MATERIAL FOR THE TASK
────────
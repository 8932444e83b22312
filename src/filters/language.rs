//! Content-language gate.

use std::collections::{HashMap, HashSet};

use async_trait::async_trait;
use once_cell::sync::Lazy;
use regex::Regex;
use tracing::warn;
use whatlang::{Detector, Lang};

use crate::config::LanguageConfig;
use crate::event::Event;
use crate::limiter::TtlCache;
use crate::policy::{Filter, Meta, Verdict};

/// Tokens that carry no language signal: URLs, e-mail addresses,
/// nostr URIs, hashtags and digit-bearing words.
static CONTENT_CLEANER: Lazy<Regex> = Lazy::new(|| {
    Regex::new(
        r"((https?|wss?)://|www\.|ww\.)[^\s/?.#-]+\S*|[a-zA-Z0-9.!$%&'’+_`\-]+@[A-Za-z0-9.\-]+\.[A-Za-z]{2,64}|nostr:[a-z0-9]+|#\S+|[a-zA-Z]*[0-9]+[a-zA-Z0-9]*",
    )
    .unwrap()
});

/// Process-wide name lookup: english name, ISO 639-3 and ISO 639-1
/// spellings all resolve to the same language.
static LANG_LOOKUP: Lazy<HashMap<String, Lang>> = Lazy::new(|| {
    let mut map = HashMap::new();
    for &lang in Lang::all() {
        map.insert(lang.eng_name().to_lowercase(), lang);
        map.insert(lang.code().to_lowercase(), lang);
        if let Some(short) = iso639_1(lang) {
            map.insert(short.to_string(), lang);
        }
    }
    map
});

/// ISO 639-1 codes for the languages that have one and show up in
/// relay configs; everything else keeps its 639-3 code.
fn iso639_1(lang: Lang) -> Option<&'static str> {
    Some(match lang {
        Lang::Eng => "en",
        Lang::Spa => "es",
        Lang::Fra => "fr",
        Lang::Deu => "de",
        Lang::Rus => "ru",
        Lang::Jpn => "ja",
        Lang::Por => "pt",
        Lang::Ita => "it",
        Lang::Kor => "ko",
        Lang::Ara => "ar",
        Lang::Hin => "hi",
        Lang::Ben => "bn",
        Lang::Vie => "vi",
        Lang::Tha => "th",
        Lang::Cmn => "zh",
        Lang::Nld => "nl",
        Lang::Pol => "pl",
        Lang::Swe => "sv",
        Lang::Ukr => "uk",
        Lang::Tur => "tr",
        Lang::Ces => "cs",
        Lang::Ell => "el",
        Lang::Heb => "he",
        Lang::Ind => "id",
        Lang::Pes => "fa",
        Lang::Ron => "ro",
        Lang::Hun => "hu",
        Lang::Fin => "fi",
        Lang::Dan => "da",
        Lang::Nob => "no",
        _ => return None,
    })
}

fn lang_code(lang: Lang) -> &'static str {
    iso639_1(lang).unwrap_or_else(|| lang.code())
}

fn lookup(name: &str) -> Option<Lang> {
    LANG_LOOKUP.get(&name.to_lowercase()).copied()
}

/// Relative confidence that `text` is `primary` rather than the
/// language detection settled on, via a two-candidate detector.
fn confidence_for(primary: Lang, detected: Lang, text: &str) -> f64 {
    if primary == detected {
        return 1.0;
    }
    let detector = Detector::with_allowlist(vec![primary, detected]);
    match detector.detect(text) {
        Some(info) if info.lang() == primary => info.confidence(),
        _ => 0.0,
    }
}

pub struct LanguageFilter {
    cfg: LanguageConfig,
    allowed_langs: HashSet<Lang>,
    checked_kinds: HashSet<u32>,
    approved_cache: Option<TtlCache<String, ()>>,
    thresholds: HashMap<Lang, HashMap<Lang, f64>>,
    default_thresholds: HashMap<Lang, f64>,
}

impl LanguageFilter {
    pub fn new(cfg: &LanguageConfig) -> Self {
        if !cfg.enabled {
            return Self {
                cfg: cfg.clone(),
                allowed_langs: HashSet::new(),
                checked_kinds: HashSet::new(),
                approved_cache: None,
                thresholds: HashMap::new(),
                default_thresholds: HashMap::new(),
            };
        }

        let mut allowed_langs = HashSet::new();
        for name in &cfg.allowed_languages {
            match lookup(name) {
                Some(lang) => {
                    allowed_langs.insert(lang);
                }
                None => warn!(lang = %name, "unsupported language name or ISO code in config; ignored"),
            }
        }

        let mut thresholds: HashMap<Lang, HashMap<Lang, f64>> = HashMap::new();
        let mut default_thresholds = HashMap::new();
        for (primary_name, similar_map) in &cfg.primary_accept_threshold {
            let Some(primary) = lookup(primary_name) else {
                warn!(lang = %primary_name, "primary language in threshold rules not found, skipping rule");
                continue;
            };
            let entry = thresholds.entry(primary).or_default();
            for (similar_name, confidence) in similar_map {
                if similar_name.eq_ignore_ascii_case("default") {
                    default_thresholds.insert(primary, *confidence);
                } else if let Some(similar) = lookup(similar_name) {
                    entry.insert(similar, *confidence);
                } else {
                    warn!(
                        primary = %primary_name,
                        similar = %similar_name,
                        "unsupported similar language in threshold rule; ignored"
                    );
                }
            }
        }

        let approved_cache = (!cfg.approved_cache_ttl.is_zero() && cfg.approved_cache_size > 0)
            .then(|| TtlCache::new(cfg.approved_cache_size, cfg.approved_cache_ttl));

        Self {
            cfg: cfg.clone(),
            allowed_langs,
            checked_kinds: cfg.kinds_to_check.iter().copied().collect(),
            approved_cache,
            thresholds,
            default_thresholds,
        }
    }

    fn approve(&self, pubkey: &str) {
        if let Some(cache) = &self.approved_cache {
            cache.add(pubkey.to_string(), ());
        }
    }
}

#[async_trait]
impl Filter for LanguageFilter {
    fn name(&self) -> &'static str {
        "LanguageFilter"
    }

    async fn matches(&self, event: &Event, meta: &mut Meta) -> Verdict {
        if !self.cfg.enabled || self.allowed_langs.is_empty() {
            return Verdict::accept("filter_disabled");
        }
        if !self.checked_kinds.contains(&event.kind) {
            return Verdict::accept("kind_not_checked");
        }
        if self.cfg.min_length_for_check > 0 && event.content.len() < self.cfg.min_length_for_check
        {
            return Verdict::accept("content_too_short");
        }
        if let Some(cache) = &self.approved_cache {
            if cache.get(&event.pubkey).is_some() {
                return Verdict::accept("pubkey_in_cache");
            }
        }

        let cleaned = CONTENT_CLEANER.replace_all(&event.content, "");
        if cleaned.len() < self.cfg.min_length_for_check {
            return Verdict::accept("cleaned_content_too_short");
        }

        let Some(info) = whatlang::detect(&cleaned) else {
            return Verdict::reject("language_undetectable");
        };
        let detected = info.lang();
        let code = lang_code(detected);

        if self.allowed_langs.contains(&detected) {
            self.approve(&event.pubkey);
            meta.insert("language".into(), code.into());
            return Verdict::accept(format!("language_allowed:'{code}'"));
        }

        // Not directly allowed: a configured primary language may still
        // claim the content above its confidence threshold.
        for (primary, similar_map) in &self.thresholds {
            let threshold = similar_map
                .get(&detected)
                .or_else(|| self.default_thresholds.get(primary))
                .copied();
            let Some(threshold) = threshold else { continue };
            if confidence_for(*primary, detected, &cleaned) > threshold {
                self.approve(&event.pubkey);
                meta.insert("language".into(), code.into());
                return Verdict::accept(format!(
                    "language_allowed_by_threshold:'{code}'_as_'{}'",
                    lang_code(*primary)
                ));
            }
        }

        Verdict::reject(format!("language_not_allowed:'{code}'"))
    }
}
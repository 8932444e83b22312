//! Created-at window checks.

use std::collections::HashMap;
use std::time::Duration;

use async_trait::async_trait;

use crate::config::FreshnessConfig;
use crate::event::Event;
use crate::policy::{Filter, Meta, Verdict};

#[derive(Clone, Copy)]
struct TimeLimits {
    max_past: Duration,
    max_future: Duration,
}

pub struct FreshnessFilter {
    default: TimeLimits,
    rules_by_kind: HashMap<u32, TimeLimits>,
}

impl FreshnessFilter {
    pub fn new(cfg: &FreshnessConfig) -> Self {
        // Later rules for the same kind overwrite earlier ones.
        let mut rules_by_kind = HashMap::new();
        for rule in &cfg.rules {
            let limits = TimeLimits {
                max_past: rule.max_past,
                max_future: rule.max_future,
            };
            for kind in &rule.kinds {
                rules_by_kind.insert(*kind, limits);
            }
        }
        Self {
            default: TimeLimits {
                max_past: cfg.default_max_past,
                max_future: cfg.default_max_future,
            },
            rules_by_kind,
        }
    }
}

#[async_trait]
impl Filter for FreshnessFilter {
    fn name(&self) -> &'static str {
        "FreshnessFilter"
    }

    async fn matches(&self, event: &Event, _meta: &mut Meta) -> Verdict {
        let limits = self
            .rules_by_kind
            .get(&event.kind)
            .copied()
            .unwrap_or(self.default);

        let now = std::time::SystemTime::now()
            .duration_since(std::time::UNIX_EPOCH)
            .unwrap_or_default()
            .as_secs() as i64;

        let age = now - event.created_at;
        if !limits.max_past.is_zero() && age > limits.max_past.as_secs() as i64 {
            return Verdict::reject(format!(
                "event_too_old:age_{age}s,max_{}s",
                limits.max_past.as_secs()
            ));
        }

        let future_offset = event.created_at - now;
        if !limits.max_future.is_zero() && future_offset > limits.max_future.as_secs() as i64 {
            return Verdict::reject(format!(
                "event_in_future:offset_{future_offset}s,max_{}s",
                limits.max_future.as_secs()
            ));
        }

        Verdict::accept("timestamp_ok")
    }
}
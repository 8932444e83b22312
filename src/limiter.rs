//! Admission primitives: token bucket and TTL-LRU cache.
//!
//! Every stateful filter keeps its per-subject state inside a
//! [`TtlCache`], so dropping an entry (capacity or expiry) is the only
//! cleanup path the filters need.

use std::hash::Hash;
use std::num::NonZeroUsize;
use std::time::{Duration, Instant};

use lru::LruCache;
use parking_lot::Mutex;

/// Classic token bucket: `rate` tokens per second accumulate up to
/// `burst`, refill computed lazily on access.
#[derive(Debug)]
pub struct TokenBucket {
    rate: f64,
    burst: f64,
    state: Mutex<BucketState>,
}

#[derive(Debug)]
struct BucketState {
    tokens: f64,
    last_refill: Instant,
}

impl TokenBucket {
    /// A bucket that starts full.
    pub fn new(rate: f64, burst: u32) -> Self {
        let burst = f64::from(burst);
        Self {
            rate,
            burst,
            state: Mutex::new(BucketState {
                tokens: burst,
                last_refill: Instant::now(),
            }),
        }
    }

    /// Take one token if available. An infinite rate always admits;
    /// a zero rate admits only the initial burst.
    pub fn allow(&self) -> bool {
        if self.rate.is_infinite() {
            return true;
        }
        let mut state = self.state.lock();
        let now = Instant::now();
        let elapsed = now.duration_since(state.last_refill).as_secs_f64();
        state.tokens = (state.tokens + elapsed * self.rate).min(self.burst);
        state.last_refill = now;
        if state.tokens >= 1.0 {
            state.tokens -= 1.0;
            true
        } else {
            false
        }
    }
}

struct Entry<V> {
    value: V,
    inserted_at: Instant,
}

/// Bounded map with LRU eviction and a fixed per-entry TTL measured
/// from insertion. Recency is updated on every hit and every insert;
/// expired entries are dropped on lookup.
pub struct TtlCache<K: Hash + Eq, V: Clone> {
    inner: Mutex<LruCache<K, Entry<V>>>,
    ttl: Duration,
}

impl<K: Hash + Eq, V: Clone> TtlCache<K, V> {
    pub fn new(capacity: usize, ttl: Duration) -> Self {
        let capacity = NonZeroUsize::new(capacity.max(1)).unwrap();
        Self {
            inner: Mutex::new(LruCache::new(capacity)),
            ttl,
        }
    }

    /// Look up a live entry, refreshing its recency.
    pub fn get(&self, key: &K) -> Option<V> {
        let mut inner = self.inner.lock();
        match inner.get(key) {
            Some(entry) if entry.inserted_at.elapsed() < self.ttl => Some(entry.value.clone()),
            Some(_) => {
                inner.pop(key);
                None
            }
            None => None,
        }
    }

    /// Insert or replace, restarting the entry's TTL.
    pub fn add(&self, key: K, value: V) {
        self.inner.lock().put(
            key,
            Entry {
                value,
                inserted_at: Instant::now(),
            },
        );
    }

    pub fn remove(&self, key: &K) {
        self.inner.lock().pop(key);
    }

    pub fn len(&self) -> usize {
        self.inner.lock().len()
    }
}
────────
TASK INSTRUCTIONS
A complete answer gives every line of the data that includes "matches".

TASK OUTPUT
    async fn matches(&self, event: &Event, meta: &mut Meta) -> Verdict {
    async fn matches(&self, event: &Event, _meta: &mut Meta) -> Verdict {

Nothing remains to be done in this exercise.